Come si mangia Le ferite originali?
Con foga, con fame. C’è l’ingordigia di quando divori un piatto di pasta e anche un po’ il senso di nausea che viene quando il piatto è finito troppo in fretta. Ed è proprio la pasta ad accompagnare questo libro nella cucina letteraria di #readEat.
Ho pensato a lungo, a questo. Alla dipendenza da carboidrati.
Non sono parole mie, è scientificamente provato che se si smette di mangiare carboidrati, il corpo lo avverte come una vera e propria crisi d’astinenza, almeno nei primi tre giorni.
E Christian è un po’ come un piatto di pasta: fa male, si mette sui fianchi, a volte non ti fa sentire bene con te stessa, ma… ne mangi ancora.

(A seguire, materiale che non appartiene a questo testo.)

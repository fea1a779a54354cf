use crate::logging::Severity;
use clap::Parser;

#[derive(Parser, Debug, Clone)]
#[command(name = "log-router")]
#[command(about = "A terminal log viewer with per-source and severity filtering")]
pub struct AppArgs {
    #[arg(long, help = "Config file path (JSON)")]
    pub config: Option<String>,

    #[arg(long, help = "Number of records kept in the history")]
    pub capacity: Option<usize>,

    #[arg(
        long,
        help = "Initial filter level (debug/info/warning/error/critical), also used by new sources"
    )]
    pub level: Option<Severity>,

    #[arg(long, help = "Show record timestamps")]
    pub timestamps: bool,

    #[arg(long = "no-autoscroll", help = "Do not follow new records")]
    pub no_autoscroll: bool,

    #[arg(long, help = "Run demo sources that emit records in the background")]
    pub demo: bool,

    #[arg(
        long = "log-filter",
        default_value = "info",
        help = "Which events reach the viewer (RUST_LOG syntax, or set RUST_LOG)"
    )]
    pub log_filter: String,
}

impl AppArgs {
    pub fn from_cli() -> Self {
        <Self as Parser>::parse()
    }
}
//! The console event loop.
//!
//! The loop owns the router. Log records and control calls arrive on the
//! router's command channel, key presses on a second channel fed by a
//! blocking reader; both are applied on this task only.
use super::commands::{self, Flow};
use super::console::{fit_width, ConsoleSink};
use super::input::InputLine;
use crate::logging::{LogRouter, RouterCommand, FALLBACK_TARGET};
use anyhow::Result;
use crossterm::{
    cursor,
    event::{self, Event, KeyCode, KeyEvent, KeyEventKind, KeyModifiers},
    execute, queue,
    style::{Color, Print, ResetColor, SetBackgroundColor, SetForegroundColor},
    terminal::{self, Clear, ClearType},
};
use std::io::{stdout, Write};
use std::time::Duration;
use tokio::sync::mpsc;
use tracing::{debug, info};

const PROMPT: &str = "> ";

#[derive(Debug)]
pub enum ConsoleEvent {
    Key(KeyEvent),
    Resize(u16, u16),
}

/// Console state around the router: the input line, the last feedback and
/// the terminal size.
pub struct Console {
    router: LogRouter<ConsoleSink>,
    input: InputLine,
    status: String,
    size: (u16, u16),
}

impl Console {
    pub fn new(router: LogRouter<ConsoleSink>, size: (u16, u16)) -> Self {
        Self {
            router,
            input: InputLine::new(),
            status: "Type 'help' for commands, Esc to quit".to_string(),
            size,
        }
    }

    pub fn router(&self) -> &LogRouter<ConsoleSink> {
        &self.router
    }

    pub fn router_mut(&mut self) -> &mut LogRouter<ConsoleSink> {
        &mut self.router
    }

    pub fn status(&self) -> &str {
        &self.status
    }

    pub fn input(&self) -> &InputLine {
        &self.input
    }

    /// Rows available for log lines: everything but the title, status and
    /// prompt rows.
    fn log_rows(&self) -> u16 {
        self.size.1.saturating_sub(3)
    }

    pub fn handle_event(&mut self, event: ConsoleEvent) -> Flow {
        match event {
            ConsoleEvent::Resize(width, height) => {
                self.size = (width, height);
                Flow::Continue(String::new())
            }
            ConsoleEvent::Key(key) => self.handle_key(key),
        }
    }

    fn handle_key(&mut self, key: KeyEvent) -> Flow {
        let page = self.log_rows().max(1) as usize;
        let ctrl = key.modifiers.contains(KeyModifiers::CONTROL);

        match key.code {
            KeyCode::Esc => return Flow::Quit,
            KeyCode::Char('c') if ctrl => return Flow::Quit,
            KeyCode::Enter => {
                if let Some(line) = self.input.submit() {
                    let flow = match commands::parse(&line) {
                        Ok(command) => commands::execute(&mut self.router, command),
                        Err(e) => Flow::Continue(e.to_string()),
                    };
                    match flow {
                        Flow::Continue(feedback) => self.status = feedback,
                        Flow::Quit => return Flow::Quit,
                    }
                }
            }
            KeyCode::Char(c) => self.input.insert(c),
            KeyCode::Backspace => {
                self.input.backspace();
            }
            KeyCode::Delete => {
                self.input.delete();
            }
            KeyCode::Left => self.input.left(),
            KeyCode::Right => self.input.right(),
            KeyCode::Home => self.input.home(),
            KeyCode::End if ctrl => self.router.sink_mut().jump_to_bottom(),
            KeyCode::End => self.input.end(),
            KeyCode::Up if ctrl => self.input.navigate_history(true),
            KeyCode::Down if ctrl => self.input.navigate_history(false),
            KeyCode::Up => self.router.sink_mut().scroll_up(1),
            KeyCode::Down => self.router.sink_mut().scroll_down(1),
            KeyCode::PageUp => self.router.sink_mut().scroll_up(page),
            KeyCode::PageDown => self.router.sink_mut().scroll_down(page),
            _ => {}
        }
        Flow::Continue(self.status.clone())
    }

    /// Stops forwarding before the surface goes away. Returns how many
    /// sources were still attached.
    pub fn shut_down(&mut self) -> usize {
        let detached = self.router.detach_all();
        self.router.sink_mut().close();
        detached
    }

    pub fn draw(&self, out: &mut impl Write) -> Result<()> {
        let (width, height) = self.size;
        if height < 4 {
            return Ok(());
        }

        let display = self.router.display();
        let title = format!(
            " {} | shown: {} | records: {}/{} | autoscroll {} | timestamps {}",
            self.router.title(),
            self.router.checked_sources().join(", "),
            self.router.history().len(),
            self.router.history().capacity(),
            if display.autoscroll { "on" } else { "off" },
            if display.show_timestamps { "on" } else { "off" },
        );
        queue!(
            out,
            cursor::MoveTo(0, 0),
            Clear(ClearType::CurrentLine),
            SetBackgroundColor(Color::DarkGrey),
            SetForegroundColor(Color::White),
            Print(format!("{:<width$}", fit_width(&title, width as usize), width = width as usize)),
            ResetColor
        )?;

        self.router
            .sink()
            .render(&mut *out, (0, 1, width, self.log_rows()))?;

        let status_row = height - 2;
        let prompt_row = height - 1;
        queue!(
            out,
            cursor::MoveTo(0, status_row),
            Clear(ClearType::CurrentLine),
            SetForegroundColor(Color::Cyan),
            Print(fit_width(&self.status, width as usize)),
            ResetColor,
            cursor::MoveTo(0, prompt_row),
            Clear(ClearType::CurrentLine),
            Print(PROMPT),
            Print(fit_width(self.input.text(), (width as usize).saturating_sub(PROMPT.len()))),
            cursor::MoveTo((PROMPT.len() + self.input.cursor()) as u16, prompt_row)
        )?;

        out.flush()?;
        Ok(())
    }
}

/// Runs the console until the user quits or every router handle is gone.
pub async fn run_console(
    router: LogRouter<ConsoleSink>,
    commands: mpsc::UnboundedReceiver<RouterCommand>,
) -> Result<()> {
    terminal::enable_raw_mode()?;
    execute!(stdout(), terminal::EnterAlternateScreen, cursor::Show)?;

    let size = terminal::size().unwrap_or((80, 24));
    let mut console = Console::new(router, size);

    let result = event_loop(&mut console, commands).await;

    let detached = console.shut_down();

    terminal::disable_raw_mode()?;
    execute!(stdout(), cursor::Show, terminal::LeaveAlternateScreen)?;
    report_closed(detached);

    result
}

/// The command channel is closed by now, so this goes to stderr.
fn report_closed(detached: usize) {
    info!(target: FALLBACK_TARGET, "Console closed, {} sources detached", detached);
}

async fn event_loop(
    console: &mut Console,
    mut commands: mpsc::UnboundedReceiver<RouterCommand>,
) -> Result<()> {
    let (event_tx, mut event_rx) = mpsc::unbounded_channel::<ConsoleEvent>();

    tokio::task::spawn_blocking(move || loop {
        if event::poll(Duration::from_millis(100)).unwrap_or(false) {
            let forwarded = match event::read() {
                Ok(Event::Key(key)) if key.kind == KeyEventKind::Press => {
                    event_tx.send(ConsoleEvent::Key(key))
                }
                Ok(Event::Resize(width, height)) => {
                    event_tx.send(ConsoleEvent::Resize(width, height))
                }
                _ => Ok(()),
            };
            if let Err(e) = forwarded {
                debug!("Failed to send terminal event: {}", e);
                break;
            }
        } else if event_tx.is_closed() {
            break;
        }
    });

    console.router_mut().welcome_message();
    console.draw(&mut stdout())?;

    loop {
        tokio::select! {
            command = commands.recv() => match command {
                Some(command) => {
                    console.router_mut().apply(command);
                    console.router_mut().drain(&mut commands);
                }
                None => break,
            },
            event = event_rx.recv() => match event {
                Some(event) => {
                    if console.handle_event(event) == Flow::Quit {
                        break;
                    }
                }
                None => break,
            },
        }

        console.draw(&mut stdout())?;
    }

    Ok(())
}
//! Multi-turn discussions between agents inside a session.
//!
//! A [`Discussion`] lives inside exactly one [`Session`](crate::session::Session) and is
//! mutated only through the [`DiscussionEngine`], which goes through the
//! [`SessionStore`] so that appends to one session are serialised.
//!
//! # State machine
//!
//! ```text
//!            resolve_discussion
//!   Active ──────────────────────▶ Resolved
//!     │  escalate_discussion
//!     ├──────────────────────────▶ Escalated
//!     │  defer_discussion
//!     └──────────────────────────▶ Deferred
//!
//!   Resolved | Escalated | Deferred ──reopen_discussion──▶ Active
//! ```
//!
//! Only an `Active` discussion accepts messages or transitions. Anything else
//! (including a second `resolve_discussion`) fails with
//! [`CollabError::DiscussionClosed`]; reopening is always an explicit call.
//!
//! # Example
//!
//! ```rust
//! use nero::discussion::{DiscussionEngine, MessageKind, NewMessage, Resolution, ResolutionKind};
//! use nero::session::SessionStore;
//! use serde_json::json;
//! use std::sync::Arc;
//!
//! # #[tokio::main]
//! # async fn main() -> Result<(), Box<dyn std::error::Error>> {
//! let store = Arc::new(SessionStore::new());
//! let engine = DiscussionEngine::new(store.clone());
//! let session = store.create_session(None, json!({}), None).await;
//!
//! let discussion = engine
//!     .start_discussion(&session.id, "Is the NOx limit exceeded?", vec!["monitor".into(), "permit".into()])
//!     .await?;
//! let question = engine
//!     .add_message(&session.id, &discussion.id, NewMessage::new("permit", MessageKind::Question, "Which unit?"))
//!     .await?;
//! engine
//!     .add_message(
//!         &session.id,
//!         &discussion.id,
//!         NewMessage::new("monitor", MessageKind::Response, "Boiler 2").in_response_to(&question.id),
//!     )
//!     .await?;
//!
//! let resolved = engine
//!     .resolve_discussion(
//!         &session.id,
//!         &discussion.id,
//!         Resolution::new(ResolutionKind::Consensus, "Boiler 2 exceeded", "File a deviation report"),
//!     )
//!     .await?;
//! assert!(resolved.completed_at.is_some());
//! # Ok(())
//! # }
//! ```

use crate::nero::config::option_duration_ms;
use crate::nero::error::{CollabError, CollabResult};
use crate::nero::event::EventHandler;
use crate::nero::registry::ClientRegistry;
use crate::nero::session::{Citation, Session, SessionStore};
use crate::nero::tool_protocol::ToolRequest;
use chrono::{DateTime, Utc};
use serde::{Deserialize, Serialize};
use serde_json::Value as JsonValue;
use std::fmt;
use std::sync::{Arc, Mutex, MutexGuard};
use std::time::Duration;
use uuid::Uuid;
//! Registry of endpoint clients.
//!
//! [`ClientRegistry`] holds one [`EndpointClient`] per registered endpoint id, routes
//! tool requests to the right client, and fans out health checks concurrently.
//! Registries are constructed explicitly and handed to whatever needs them; there is
//! no process-wide instance.
//!
//! # Example
//!
//! ```rust,no_run
//! use nero::config::{NeroConfig, Transport};
//! use nero::registry::ClientRegistry;
//! use nero::tool_protocol::ToolRequest;
//! use nero::tool_protocols::ProtocolConnector;
//!
//! # async {
//! let config = NeroConfig::default();
//! let endpoints = vec![
//!     config.endpoint("echo", Transport::Http { url: "http://localhost:8080".into() }),
//!     config.endpoint("frs", Transport::Socket { address: "127.0.0.1:7000".into() }),
//! ];
//! let registry = ClientRegistry::bootstrap(endpoints, &ProtocolConnector::new()).await.unwrap();
//!
//! let health = registry.health_check_all().await;
//! let response = registry.invoke(&ToolRequest::new("echo", "search_facilities")).await;
//! println!("{:?} {}", health, response.is_success());
//! # };
//! ```

use crate::nero::client::{EndpointClient, EndpointMetrics, DEFAULT_ERROR_CAPACITY};
use crate::nero::config::{EndpointConfig, NeroConfig};
use crate::nero::event::EventHandler;
use crate::nero::tool_protocol::{
    ClassifiedError, ResponseMetadata, ToolError, ToolProtocol, ToolRequest, ToolResponse,
};
use crate::nero::tool_protocols::ProtocolConnector;
use chrono::Utc;
use futures_util::future::join_all;
use std::collections::HashMap;
use std::sync::Arc;
use std::time::Duration;
use tokio::sync::RwLock;

/// Owns the clients for every registered endpoint.
pub struct ClientRegistry {
    clients: RwLock<HashMap<String, Arc<EndpointClient>>>,
    error_capacity: usize,
    event_handler: Option<Arc<dyn EventHandler>>,
}

impl ClientRegistry {
    pub fn new() -> Self {
        Self {
            clients: RwLock::new(HashMap::new()),
            error_capacity: DEFAULT_ERROR_CAPACITY,
            event_handler: None,
        }
    }

    /// Clients created by this registry use the config's error ring capacity.
    pub fn with_config(config: &NeroConfig) -> Self {
        Self {
            error_capacity: config.error_ring_capacity,
            ..Self::new()
        }
    }

    /// Attach `handler` to every client created by [`register`](Self::register).
    pub fn with_event_handler(mut self, handler: Arc<dyn EventHandler>) -> Self {
        self.event_handler = Some(handler);
        self
    }

    /// Build a default registry and register every endpoint in `configs`.
    ///
    /// Fails if a config names an in-process pipe the connector does not know.
    pub async fn bootstrap<I>(configs: I, connector: &ProtocolConnector) -> Result<Self, ToolError>
    where
        I: IntoIterator<Item = EndpointConfig>,
    {
        Self::new().connect_all(configs, connector).await
    }

    /// Register every endpoint in `configs` on an already configured registry.
    ///
    /// ```rust,ignore
    /// let registry = ClientRegistry::with_config(&config)
    ///     .with_event_handler(handler)
    ///     .connect_all(NeroConfig::endpoints_from_json(catalog)?, &connector)
    ///     .await?;
    /// ```
    pub async fn connect_all<I>(
        self,
        configs: I,
        connector: &ProtocolConnector,
    ) -> Result<Self, ToolError>
    where
        I: IntoIterator<Item = EndpointConfig>,
    {
        for config in configs {
            let protocol = connector.connect(&config)?;
            self.register(config, protocol).await;
        }
        Ok(self)
    }

    /// Create and store a client for `config`.
    ///
    /// Re-registering an id replaces the previous client, discarding its metrics.
    pub async fn register(
        &self,
        config: EndpointConfig,
        protocol: Arc<dyn ToolProtocol>,
    ) -> Arc<EndpointClient> {
        let mut client =
            EndpointClient::new(config, protocol).with_error_capacity(self.error_capacity);
        if let Some(handler) = &self.event_handler {
            client = client.with_event_handler(handler.clone());
        }
        let client = Arc::new(client);
        self.register_client(client.clone()).await;
        client
    }

    /// Store a pre-built client, returning the one it replaced.
    pub async fn register_client(&self, client: Arc<EndpointClient>) -> Option<Arc<EndpointClient>> {
        let id = client.endpoint_id().to_string();
        log::info!(
            "nero::registry: registering endpoint '{}' ({})",
            id,
            client.config().transport.kind()
        );
        let previous = self.clients.write().await.insert(id.clone(), client);
        if previous.is_some() {
            log::info!("nero::registry: replaced existing client for '{}'", id);
        }
        previous
    }

    pub async fn unregister(&self, endpoint_id: &str) -> Option<Arc<EndpointClient>> {
        self.clients.write().await.remove(endpoint_id)
    }

    pub async fn get(&self, endpoint_id: &str) -> Option<Arc<EndpointClient>> {
        self.clients.read().await.get(endpoint_id).cloned()
    }

    /// Registered endpoint ids, sorted.
    pub async fn endpoint_ids(&self) -> Vec<String> {
        let mut ids: Vec<String> = self.clients.read().await.keys().cloned().collect();
        ids.sort();
        ids
    }

    /// Route `request` to its endpoint's client.
    ///
    /// An unknown endpoint yields an `endpoint-not-found` failure with a retry count
    /// of zero.
    pub async fn invoke(&self, request: &ToolRequest) -> ToolResponse {
        // Clone the client out so the map lock is released before the call
        match self.get(&request.endpoint_id).await {
            Some(client) => client.invoke(request).await,
            None => {
                log::warn!(
                    "nero::registry: no endpoint '{}' for tool '{}'",
                    request.endpoint_id,
                    request.tool_name
                );
                ToolResponse::failure(
                    ClassifiedError::endpoint_not_found(&request.endpoint_id),
                    ResponseMetadata {
                        endpoint_id: request.endpoint_id.clone(),
                        tool_name: request.tool_name.clone(),
                        duration: Duration::ZERO,
                        timestamp: Utc::now(),
                        retry_count: 0,
                    },
                )
            }
        }
    }

    /// Run independent requests concurrently; responses come back in request order.
    pub async fn invoke_many(&self, requests: &[ToolRequest]) -> Vec<ToolResponse> {
        join_all(requests.iter().map(|request| self.invoke(request))).await
    }

    /// Metrics snapshot for every registered endpoint.
    pub async fn all_metrics(&self) -> HashMap<String, EndpointMetrics> {
        self.clients
            .read()
            .await
            .iter()
            .map(|(id, client)| (id.clone(), client.metrics()))
            .collect()
    }

    /// Health-check every endpoint concurrently, one task per endpoint.
    ///
    /// A check that panics is reported as unhealthy for that endpoint only.
    pub async fn health_check_all(&self) -> HashMap<String, bool> {
        let clients: Vec<(String, Arc<EndpointClient>)> = self
            .clients
            .read()
            .await
            .iter()
            .map(|(id, client)| (id.clone(), client.clone()))
            .collect();

        let checks = clients.into_iter().map(|(id, client)| {
            let handle = tokio::spawn(async move { client.health_check().await });
            async move {
                let healthy = match handle.await {
                    Ok(healthy) => healthy,
                    Err(e) => {
                        log::error!("nero::registry: health check task for '{}' failed: {}", id, e);
                        false
                    }
                };
                (id, healthy)
            }
        });

        join_all(checks).await.into_iter().collect()
    }
}

impl Default for ClientRegistry {
    fn default() -> Self {
        Self::new()
    }
}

In queste sere, mentre le donnine come me iniziano saggiamente a rosicchiare carote e insalata, io decido di darmi al carboidrato deciso, qualcosa che sia dolce come Dafne, morbido come Davide e forte come Beltrami, attorno ovviamente a un Christian sotto forma di conchiglia rigata: pasta con zucchine e pancetta, insaporita con una generosa spruzzata di pepe.
Andrò in overdose? Farò il bis?
Ne avrò abbastanza?
E voi? Mi farete compagnia?
Se avete bisogno di un antipasto, vi ricordo che Eleonora ha già discusso con me de Le ferite originali, prestandosi come ospite in Spizzichi e bocconi!
informazioni stranamente utili
gentile utenza, come avrete notato sto postando di meno ma non di certo perché scrivo da una terrazza con il mare di fronte.
Mi preme dirvi che la latitanza è dovuta a causa di morte naturale del programma di foto-ritocco. Come sapete, #readEat nasce come progetto fotografico, dunque pubblicare un articolo senza foto sarebbe un po’ come immergere il cucchiaio in un profumatissimo piatto ricolmo di niente.
Per tanto, ringrazio la mia amica Valeria Tonelli per l’aiuto, a lei il computer funziona ancora molto bene.